UK Performance Enthusiasts vs. Rising VED

For enthusiasts running internal combustion engine (ICE) performance cars, the latest changes to the UK’s Vehicle Excise Duty (VED) system — implemented by the UK Government and administered via the Driver and Vehicle Licensing Agency (DVLA) — reshape the cost landscape in several important ways.

Here’s a focused breakdown of what it means if you own (or want to buy) a petrol or diesel performance car.

1️⃣ First-Year “Showroom Tax” Hits Hardest

The biggest impact is on new performance cars.

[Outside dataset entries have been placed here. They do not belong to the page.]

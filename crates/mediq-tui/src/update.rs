//! TUI reducer (update function).
//!
//! All state mutations happen here. The runtime calls `update(app, event)`
//! and executes the returned effects. Persistence happens in the runtime's
//! async handlers; by the time a result event arrives here, the store already
//! reflects it.

use std::time::Instant;

use crossterm::event::{Event, KeyCode, KeyEvent, KeyEventKind, KeyModifiers};
use mediq_core::api::{ApiError, ErrorKind};
use mediq_core::session::{Session, SignupDraft, UserInfo};

use crate::effects::UiEffect;
use crate::events::UiEvent;
use crate::state::{ALERT_TTL, Alert, AppState, PendingRedirect, REDIRECT_DELAY, View};
use crate::views::dashboard::DashboardView;
use crate::views::login::LoginView;
use crate::views::otp::OtpFlow;
use crate::views::signup::SignupStep2View;
use crate::views::{Transition, ViewUpdate};

/// The main reducer function.
pub fn update(app: &mut AppState, event: UiEvent) -> Vec<UiEffect> {
    match event {
        UiEvent::Tick => handle_tick(app),
        UiEvent::Terminal(term_event) => handle_terminal_event(app, term_event),
        UiEvent::LoginResult(result) => handle_login_result(app, result),
        UiEvent::RegisterResult(result) => handle_register_result(app, result),
        UiEvent::OtpResult(result) => handle_otp_result(app, result),
        UiEvent::ResendResult(result) => handle_resend_result(app, result),
        UiEvent::ProfileResult(result) => handle_profile_result(app, result),
        UiEvent::AccountResult(result) => handle_account_result(app, result),
    }
}

fn handle_tick(app: &mut AppState) -> Vec<UiEffect> {
    if app
        .alert
        .as_ref()
        .is_some_and(|alert| alert.raised_at.elapsed() >= ALERT_TTL)
    {
        app.alert = None;
    }

    if app.redirect.is_some_and(|r| Instant::now() >= r.at) {
        app.redirect = None;
        return enter_dashboard(app);
    }

    vec![]
}

/// Switches to the dashboard and kicks off the account fetch.
fn enter_dashboard(app: &mut AppState) -> Vec<UiEffect> {
    let mut dashboard = DashboardView::new();
    dashboard.loading = true;
    app.view = View::Dashboard(dashboard);
    vec![UiEffect::LoadAccount]
}

fn handle_terminal_event(app: &mut AppState, event: Event) -> Vec<UiEffect> {
    match event {
        Event::Key(key) if key.kind == KeyEventKind::Press => handle_key(app, key),
        Event::Paste(text) => {
            if !app.is_submitting() && app.redirect.is_none() {
                handle_paste(app, &text);
            }
            vec![]
        }
        _ => vec![],
    }
}

fn handle_key(app: &mut AppState, key: KeyEvent) -> Vec<UiEffect> {
    if key.code == KeyCode::Char('c') && key.modifiers.contains(KeyModifiers::CONTROL) {
        app.should_quit = true;
        return vec![];
    }

    // A submitted form stays inert until its result arrives, and input is
    // swallowed while a redirect is pending.
    if app.is_submitting() || app.redirect.is_some() {
        return vec![];
    }

    // Esc dismisses a visible alert before acting as "back".
    if key.code == KeyCode::Esc && app.alert.is_some() {
        app.alert = None;
        return vec![];
    }

    let update = match &mut app.view {
        View::Login(view) => view.handle_key(key),
        View::SignupStep1(view) => view.handle_key(key),
        View::SignupStep2(view) => view.handle_key(app.draft.as_ref(), key),
        View::OtpVerify(view) => view.handle_key(key),
        View::ForgotPassword(view) => view.handle_key(key),
        View::CreateNewPassword(view) => view.handle_key(key),
        View::Dashboard(view) => view.handle_key(key),
        View::SignupSuccess | View::PasswordSuccess => {
            if key.code == KeyCode::Enter {
                ViewUpdate::to(View::Login(LoginView::prefilled(app.store.remember_email())))
            } else {
                ViewUpdate::stay()
            }
        }
    };
    apply_view_update(app, update)
}

fn handle_paste(app: &mut AppState, text: &str) {
    match &mut app.view {
        View::Login(view) => view.handle_paste(text),
        View::SignupStep1(view) => view.handle_paste(text),
        View::SignupStep2(view) => view.handle_paste(text),
        View::OtpVerify(view) => view.handle_paste(text),
        View::ForgotPassword(view) => view.handle_paste(text),
        View::CreateNewPassword(view) => view.handle_paste(text),
        View::SignupSuccess | View::PasswordSuccess | View::Dashboard(_) => {}
    }
}

fn apply_view_update(app: &mut AppState, update: ViewUpdate) -> Vec<UiEffect> {
    if let Some(alert) = update.alert {
        app.alert = Some(alert);
    }
    if let Transition::To(view) = update.transition {
        app.view = view;
    }
    update.effects
}

/// The client has already wiped the store; mirror that in memory and land on
/// a fresh login form.
fn expire_session(app: &mut AppState, err: &ApiError) -> Vec<UiEffect> {
    app.user = None;
    app.draft = None;
    app.redirect = None;
    app.alert = Some(Alert::error(err.message.clone()));
    app.view = View::Login(LoginView::new());
    vec![]
}

fn handle_login_result(app: &mut AppState, result: Result<Session, ApiError>) -> Vec<UiEffect> {
    // Stale guard: the result only applies while the login form is waiting.
    let View::Login(view) = &mut app.view else {
        return vec![];
    };
    if !view.submitting {
        return vec![];
    }

    match result {
        Ok(session) => {
            app.user = Some(session.user);
            app.alert = Some(Alert::success("Signed in successfully"));
            // Leave the form disabled; the redirect takes over from here.
            app.redirect = Some(PendingRedirect {
                at: Instant::now() + REDIRECT_DELAY,
            });
        }
        Err(err) => {
            view.submitting = false;
            app.alert = Some(Alert::error(err.message));
        }
    }
    vec![]
}

fn handle_register_result(
    app: &mut AppState,
    result: Result<SignupDraft, ApiError>,
) -> Vec<UiEffect> {
    let View::SignupStep1(view) = &mut app.view else {
        return vec![];
    };
    if !view.submitting {
        return vec![];
    }

    match result {
        Ok(draft) => {
            let user_id = draft.user_id;
            app.draft = Some(draft);
            app.alert = Some(Alert::success(
                "Account created. Enter the code sent to your email",
            ));
            app.view = View::OtpVerify(crate::views::otp::OtpView::new(OtpFlow::Signup {
                user_id,
            }));
        }
        Err(err) => {
            view.submitting = false;
            app.alert = Some(Alert::error(err.message));
        }
    }
    vec![]
}

fn handle_otp_result(app: &mut AppState, result: Result<(), ApiError>) -> Vec<UiEffect> {
    let View::OtpVerify(view) = &mut app.view else {
        return vec![];
    };
    if !view.submitting {
        return vec![];
    }

    match result {
        Ok(()) => {
            app.alert = Some(Alert::success("Email verified"));
            app.view = View::SignupStep2(SignupStep2View::new());
        }
        Err(err) => {
            view.submitting = false;
            app.alert = Some(Alert::error(err.message));
        }
    }
    vec![]
}

fn handle_resend_result(app: &mut AppState, result: Result<(), ApiError>) -> Vec<UiEffect> {
    if !matches!(
        &app.view,
        View::OtpVerify(view) if matches!(view.flow, OtpFlow::Signup { .. })
    ) {
        return vec![];
    }

    app.alert = Some(match result {
        Ok(()) => Alert::success("A new code has been sent"),
        Err(err) => Alert::error(err.message),
    });
    vec![]
}

fn handle_profile_result(app: &mut AppState, result: Result<(), ApiError>) -> Vec<UiEffect> {
    let View::SignupStep2(view) = &mut app.view else {
        return vec![];
    };
    if !view.submitting {
        return vec![];
    }

    match result {
        Ok(()) => {
            app.draft = None;
            app.user = app.store.user();
            app.alert = Some(Alert::success("Profile created"));
            app.view = View::SignupSuccess;
        }
        Err(err) if err.kind == ErrorKind::SessionExpired => return expire_session(app, &err),
        Err(err) => {
            view.submitting = false;
            app.alert = Some(Alert::error(err.message));
        }
    }
    vec![]
}

fn handle_account_result(app: &mut AppState, result: Result<UserInfo, ApiError>) -> Vec<UiEffect> {
    let View::Dashboard(view) = &mut app.view else {
        return vec![];
    };
    if !view.loading {
        return vec![];
    }

    match result {
        Ok(user) => {
            view.loading = false;
            view.account = Some(user.clone());
            app.user = Some(user);
        }
        Err(err) if err.kind == ErrorKind::SessionExpired => return expire_session(app, &err),
        Err(err) => {
            view.loading = false;
            app.alert = Some(Alert::error(err.message));
        }
    }
    vec![]
}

VED for brand-new vehicles is heavily CO₂-based in the first year. The higher the emissions, the steeper the bill — and most ICE performance cars sit near the top bands.

What that means:

* A new high-output V8, turbocharged six, or performance SUV can attract a four-figure first-year tax bill.
* This is paid upfront as part of registration — effectively increasing the on-the-road price.
* The system strongly penalises high CO₂ outputs, even if the car will be low-mileage or weekend-only.

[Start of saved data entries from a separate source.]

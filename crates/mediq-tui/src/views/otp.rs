//! One-time passcode entry, shared by the signup and password-reset flows.

use crossterm::event::{KeyCode, KeyEvent, KeyModifiers};
use ratatui::Frame;
use ratatui::layout::Rect;
use ratatui::style::{Color, Style};
use ratatui::text::{Line, Span};

use super::password::{ForgotPasswordView, NewPasswordView};
use super::signup::SignupStep1View;
use super::{ViewUpdate, push_hint_line};
use crate::effects::UiEffect;
use crate::state::View;

pub const OTP_LEN: usize = 6;

/// Which flow the code belongs to. Signup verifies against the backend;
/// reset has no backend endpoint and advances locally.
#[derive(Debug, Clone, PartialEq, Eq)]
pub enum OtpFlow {
    Signup { user_id: i64 },
    Reset { email: String },
}

#[derive(Debug)]
pub struct OtpView {
    pub flow: OtpFlow,
    pub digits: [Option<char>; OTP_LEN],
    pub cursor: usize,
    pub error: Option<String>,
    pub submitting: bool,
}

impl OtpView {
    pub fn new(flow: OtpFlow) -> Self {
        Self {
            flow,
            digits: [None; OTP_LEN],
            cursor: 0,
            error: None,
            submitting: false,
        }
    }

    fn code(&self) -> Option<String> {
        self.digits.iter().copied().collect()
    }

    pub fn handle_key(&mut self, key: KeyEvent) -> ViewUpdate {
        let ctrl = key.modifiers.contains(KeyModifiers::CONTROL);

        match key.code {
            KeyCode::Esc => {
                return match &self.flow {
                    OtpFlow::Signup { .. } => {
                        ViewUpdate::to(View::SignupStep1(SignupStep1View::new()))
                    }
                    OtpFlow::Reset { .. } => {
                        ViewUpdate::to(View::ForgotPassword(ForgotPasswordView::new()))
                    }
                };
            }
            KeyCode::Char('r') if ctrl => {
                if let OtpFlow::Signup { user_id } = self.flow {
                    return ViewUpdate::stay()
                        .with_effects(vec![UiEffect::ResendOtp { user_id }]);
                }
            }
            KeyCode::Char(c) if c.is_ascii_digit() => {
                self.error = None;
                self.digits[self.cursor] = Some(c);
                if self.cursor < OTP_LEN - 1 {
                    self.cursor += 1;
                }
            }
            KeyCode::Backspace => {
                self.error = None;
                if self.digits[self.cursor].is_some() {
                    self.digits[self.cursor] = None;
                } else if self.cursor > 0 {
                    self.cursor -= 1;
                    self.digits[self.cursor] = None;
                }
            }
            KeyCode::Left => self.cursor = self.cursor.saturating_sub(1),
            KeyCode::Right => self.cursor = (self.cursor + 1).min(OTP_LEN - 1),
            KeyCode::Enter => return self.submit(),
            _ => {}
        }
        ViewUpdate::stay()
    }

    pub fn handle_paste(&mut self, text: &str) {
        self.error = None;
        for (slot, c) in self
            .digits
            .iter_mut()
            .zip(text.chars().filter(char::is_ascii_digit))
        {
            *slot = Some(c);
        }
        self.cursor = self
            .digits
            .iter()
            .position(Option::is_none)
            .unwrap_or(OTP_LEN - 1);
    }

    /// Submission is explicit: filling the sixth digit does not fire the
    /// verification on its own.
    fn submit(&mut self) -> ViewUpdate {
        let Some(code) = self.code() else {
            self.error = Some("Please enter the complete 6-digit code".to_string());
            return ViewUpdate::stay();
        };

        match &self.flow {
            OtpFlow::Signup { user_id } => {
                self.submitting = true;
                ViewUpdate::stay().with_effects(vec![UiEffect::VerifyOtp {
                    user_id: *user_id,
                    otp: code,
                }])
            }
            OtpFlow::Reset { .. } => ViewUpdate::to(View::CreateNewPassword(NewPasswordView::new())),
        }
    }
}

pub fn render(view: &OtpView, frame: &mut Frame, area: Rect) {
    let subtitle = match &view.flow {
        OtpFlow::Signup { .. } => "Enter the code sent to your email to verify your account."
            .to_string(),
        OtpFlow::Reset { email } => format!("Enter the code sent to {email}."),
    };

    let mut lines = vec![
        Line::default(),
        Line::from(Span::styled(subtitle, Style::default().fg(Color::Gray))),
        Line::default(),
    ];

    let mut spans = vec![Span::raw("   ")];
    for (i, digit) in view.digits.iter().enumerate() {
        let text = format!(" {} ", digit.unwrap_or('_'));
        let style = if i == view.cursor {
            Style::default().fg(Color::Black).bg(Color::Cyan)
        } else {
            Style::default().fg(Color::White)
        };
        spans.push(Span::styled(text, style));
        spans.push(Span::raw(" "));
    }
    lines.push(Line::from(spans));
    lines.push(Line::default());

    if let Some(error) = &view.error {
        lines.push(Line::from(Span::styled(
            error.clone(),
            Style::default().fg(Color::Red),
        )));
        lines.push(Line::default());
    }

    if view.submitting {
        lines.push(Line::from(Span::styled(
            "Verifying...",
            Style::default().fg(Color::Yellow),
        )));
    } else {
        let mut hints = vec![("Enter", "verify"), ("Esc", "back")];
        if matches!(view.flow, OtpFlow::Signup { .. }) {
            hints.push(("Ctrl+R", "resend code"));
        }
        push_hint_line(&mut lines, &hints);
    }

    super::render_card(frame, area, "Verification code", lines);
}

For enthusiasts, this makes brand-new ICE performance cars significantly more expensive to put on the road compared to even a few years ago.

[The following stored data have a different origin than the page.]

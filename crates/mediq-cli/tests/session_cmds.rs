use std::fs;

use assert_cmd::cargo::cargo_bin_cmd;
use predicates::prelude::*;
use tempfile::tempdir;

fn write_session(home: &std::path::Path) {
    let state = serde_json::json!({
        "access_token": "AAA",
        "refresh_token": "BBB",
        "user": {
            "id": 1,
            "email": "doctor@test.com",
            "role": "doctor",
        },
    });
    fs::write(
        home.join("session.json"),
        serde_json::to_string_pretty(&state).unwrap(),
    )
    .unwrap();
}

#[test]
fn test_whoami_without_session() {
    let dir = tempdir().unwrap();

    cargo_bin_cmd!("mediq")
        .env("MEDIQ_HOME", dir.path())
        .arg("whoami")
        .assert()
        .success()
        .stdout(predicate::str::contains("Not logged in."));
}

#[test]
fn test_whoami_with_session() {
    let dir = tempdir().unwrap();
    write_session(dir.path());

    cargo_bin_cmd!("mediq")
        .env("MEDIQ_HOME", dir.path())
        .arg("whoami")
        .assert()
        .success()
        .stdout(predicate::str::contains("doctor@test.com"))
        .stdout(predicate::str::contains("doctor"));
}

#[test]
fn test_logout_clears_session_file() {
    let dir = tempdir().unwrap();
    write_session(dir.path());
    let session_path = dir.path().join("session.json");
    assert!(session_path.exists());

    cargo_bin_cmd!("mediq")
        .env("MEDIQ_HOME", dir.path())
        .arg("logout")
        .assert()
        .success()
        .stdout(predicate::str::contains("Logged out."));

    assert!(!session_path.exists());
}

#[test]
fn test_logout_without_session() {
    let dir = tempdir().unwrap();

    cargo_bin_cmd!("mediq")
        .env("MEDIQ_HOME", dir.path())
        .arg("logout")
        .assert()
        .success()
        .stdout(predicate::str::contains("No active session."));
}

#[test]
fn test_config_path_respects_home() {
    let dir = tempdir().unwrap();

    cargo_bin_cmd!("mediq")
        .env("MEDIQ_HOME", dir.path())
        .args(["config", "path"])
        .assert()
        .success()
        .stdout(predicate::str::contains("config.toml"));
}

#[test]
fn test_config_init_creates_file() {
    let dir = tempdir().unwrap();
    let config_path = dir.path().join("config.toml");
    assert!(!config_path.exists());

    cargo_bin_cmd!("mediq")
        .env("MEDIQ_HOME", dir.path())
        .args(["config", "init"])
        .assert()
        .success()
        .stdout(predicate::str::contains("Created config at"));

    assert!(config_path.exists());
    let contents = fs::read_to_string(&config_path).unwrap();
    assert!(contents.contains("api_base_url"));
}

#[test]
fn test_config_init_fails_if_exists() {
    let dir = tempdir().unwrap();
    fs::write(dir.path().join("config.toml"), "# existing config").unwrap();

    cargo_bin_cmd!("mediq")
        .env("MEDIQ_HOME", dir.path())
        .args(["config", "init"])
        .assert()
        .failure()
        .stderr(predicate::str::contains("already exists"));
}
//! Config command handlers.

use anyhow::{Context, Result};
use mediq_core::config;

pub fn path() {
    println!("{}", config::paths::config_path().display());
}

pub fn init() -> Result<()> {
    let config_path = config::paths::config_path();
    config::Config::init(&config_path)
        .with_context(|| format!("init config at {}", config_path.display()))?;
    println!("Created config at {}", config_path.display());
    Ok(())
}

2️⃣ Standard Annual Rate: The “Flat Tax” Era

After the first year, most post-2017 cars move to a flat annual VED rate (currently just under £200 per year).

On the surface, this sounds reasonable. But here’s the catch for enthusiasts:

* That flat rate applies whether your car emits 120g/km or 320g/km.
* There is no longer a sliding annual emissions scale for newer cars — the punishment is front-loaded into year one.

For many buyers, this shifts the decision:

Buying nearly new (1–2 years old) can avoid the worst of the first-year tax hit.

3️⃣ The £40,000 “Expensive Car Supplement”

This is the sleeper issue for performance buyers.

If your car had a list price over £40,000 when new (including options), you pay an additional annual supplement for five years starting in year two.

And here’s the reality:

* Almost every new performance car clears £40k.
* Even moderately specced hot hatches now breach that threshold.
* The supplement effectively adds hundreds of pounds per year for five years.

For ICE enthusiasts, this means:

* Ownership costs remain elevated even after the initial emissions hit.
* Heavily optioned cars are penalised further.
* Buying used does not remove the supplement if the car is still within that five-year window.

4️⃣ Pre-2017 Cars: A Different Game

If you’re running older performance machinery, things work differently.

Cars registered between 2001 and 2017 are taxed under a graduated CO₂ band system.

Implications:

* Big-engined 2000s performance cars can sit in very high annual tax bands.
* Some V8s, V10s, and early turbocharged performance models carry substantial yearly VED.
* However, they avoid the expensive car supplement entirely.

For enthusiasts of 2000s “modern classics,” this creates an interesting dynamic:

* The car may be cheaper to buy.
* But annual tax can still be significant.
* There’s no extra five-year surcharge.

5️⃣ 40-Year Classic Exemption

If a vehicle is over 40 years old and registered as historic, it becomes VED-exempt.

For ICE enthusiasts this means:

* 1980s performance cars are gradually ageing into exemption.
* Long-term ownership of true classics becomes financially attractive.
* There’s a growing incentive to preserve and restore older ICE cars.

This has already influenced values in the classic market.

6️⃣ No Direct “Usage” Consideration (Yet)

Unlike potential future mileage-based systems being discussed for EVs, ICE vehicles are still taxed primarily on:

* Emissions (year one)
* Flat rate + value supplement (afterward)

Your actual mileage does not change your VED.

For low-mileage performance car owners:

* You may feel disproportionately taxed relative to usage.
* Weekend or track cars are treated the same as daily drivers.

7️⃣ Market Behaviour Among Enthusiasts

The system is subtly reshaping enthusiast behaviour:

More Nearly-New Buying

Avoids the brutal first-year rate.

Longer Ownership Cycles

Keeping cars longer spreads the tax cost.

Increased Appeal of Older Performance Cars

Pre-2017 and especially pre-2001 cars operate under different structures.

Greater Focus on Total Cost of Ownership

Tax now plays a bigger role in buying decisions than it did a decade ago.

 

The Bigger Picture for ICE Enthusiasts

The current system doesn’t ban performance cars — but it:

* Front-loads financial penalties onto high-emission new cars.
* Adds multi-year costs to most performance models via the £40k supplement.
* Encourages buyers toward used, older, or eventually classic vehicles.
* Makes emissions figures a serious financial consideration.

For committed ICE enthusiasts, the landscape hasn’t ended — but it has become more strategic.